◆ **Exercise description**:
Each line of the entries below that includes "aggregate" belongs in your answer.

◆ **Supplied material**:
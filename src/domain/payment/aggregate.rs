//! Payment aggregate entity.
//!
//! A Payment records one purchase: a one-shot plan charge, a two-part
//! installment purchase, or a subscription renewal. Money is i64 minor
//! units; once completed the row is immutable.
//!
//! # Invariants
//!
//! - `gateway_payment_id` is unique across payments when present (database
//!   constraint; makes webhook delivery idempotent)
//! - An installment purchase stays Pending until every installment is paid
//! - Status transitions follow [`PaymentStatus`] state machine rules

use serde::{Deserialize, Serialize};

use crate::domain::foundation::{
    DomainError, ErrorCode, Money, PaymentId, PlanId, StateMachine, Timestamp, UserId,
};

use super::{PaymentKind, PaymentStatus};

/// Payment aggregate - one purchase by one user.
#[derive(Debug, Clone, PartialEq, Eq, Serialize, Deserialize)]
pub struct Payment {
    /// Unique identifier for this payment.
    pub id: PaymentId,

    /// User who made the purchase.
    pub user_id: UserId,

    /// Plan being purchased.
    pub plan_id: PlanId,

    /// Total amount of the purchase.
    pub amount: Money,

    /// Current lifecycle status.
    pub status: PaymentStatus,

    /// What kind of purchase this settles.
    pub kind: PaymentKind,

    /// Gateway order id minted before collection.
    pub gateway_order_id: Option<String>,

    /// Gateway payment id reported after collection. Unique when present.
    pub gateway_payment_id: Option<String>,

    /// Payment method label reported by the gateway (card, upi, ...).
    pub method: Option<String>,

    /// When the payment was created.
    pub created_at: Timestamp,

    /// When the payment was last updated.
    pub updated_at: Timestamp,
}

impl Payment {
    /// Records a fully settled one-shot purchase.
    pub fn record_one_shot(
        id: PaymentId,
        user_id: UserId,
        plan_id: PlanId,
        amount: Money,
        gateway_order_id: String,
        gateway_payment_id: String,
        method: Option<String>,
    ) -> Self {
        let now = Timestamp::now();
        Self {
            id,
            user_id,
            plan_id,
            amount,
            status: PaymentStatus::Completed,
            kind: PaymentKind::OneShot,
            gateway_order_id: Some(gateway_order_id),
            gateway_payment_id: Some(gateway_payment_id),
            method,
            created_at: now,
            updated_at: now,
        }
    }

    /// Starts an installment purchase.
    ///
    /// The payment stays Pending until both installments are paid; the
    /// first installment's gateway ids live on the installment rows.
    pub fn start_installments(
        id: PaymentId,
        user_id: UserId,
        plan_id: PlanId,
        amount: Money,
        gateway_order_id: String,
    ) -> Self {
        let now = Timestamp::now();
        Self {
            id,
            user_id,
            plan_id,
            amount,
            status: PaymentStatus::Pending,
            kind: PaymentKind::Installment,
            gateway_order_id: Some(gateway_order_id),
            gateway_payment_id: None,
            method: None,
            created_at: now,
            updated_at: now,
        }
    }

    /// Records a settled subscription renewal charge.
    pub fn record_renewal(
        id: PaymentId,
        user_id: UserId,
        plan_id: PlanId,
        amount: Money,
        gateway_payment_id: String,
    ) -> Self {
        let now = Timestamp::now();
        Self {
            id,
            user_id,
            plan_id,
            amount,
            status: PaymentStatus::Completed,
            kind: PaymentKind::Renewal,
            gateway_order_id: None,
            gateway_payment_id: Some(gateway_payment_id),
            method: None,
            created_at: now,
            updated_at: now,
        }
    }

    /// Marks the payment completed after all charges settled.
    ///
    /// # Errors
    ///
    /// Returns error if the payment is not Pending.
    pub fn complete(&mut self) -> Result<(), DomainError> {
        self.transition_to(PaymentStatus::Completed)?;
        self.updated_at = Timestamp::now();
        Ok(())
    }

    /// Marks the payment failed.
    ///
    /// # Errors
    ///
    /// Returns error if the payment is not Pending.
    pub fn fail(&mut self) -> Result<(), DomainError> {
        self.transition_to(PaymentStatus::Failed)?;
        self.updated_at = Timestamp::now();
        Ok(())
    }

    /// True once the payment can no longer change.
    pub fn is_settled(&self) -> bool {
        self.status.is_terminal()
    }

    fn transition_to(&mut self, target: PaymentStatus) -> Result<(), DomainError> {
        self.status = self.status.transition_to(target).map_err(|_| {
            DomainError::new(
                ErrorCode::InvalidStateTransition,
                format!(
                    "Cannot transition payment from {:?} to {:?}",
                    self.status, target
                ),
            )
        })?;
        Ok(())
    }
}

◆ **Exercise solution**:
filename src/domain/payment/aggregate.rs
//! Payment aggregate entity.
/// Payment aggregate - one purchase by one user.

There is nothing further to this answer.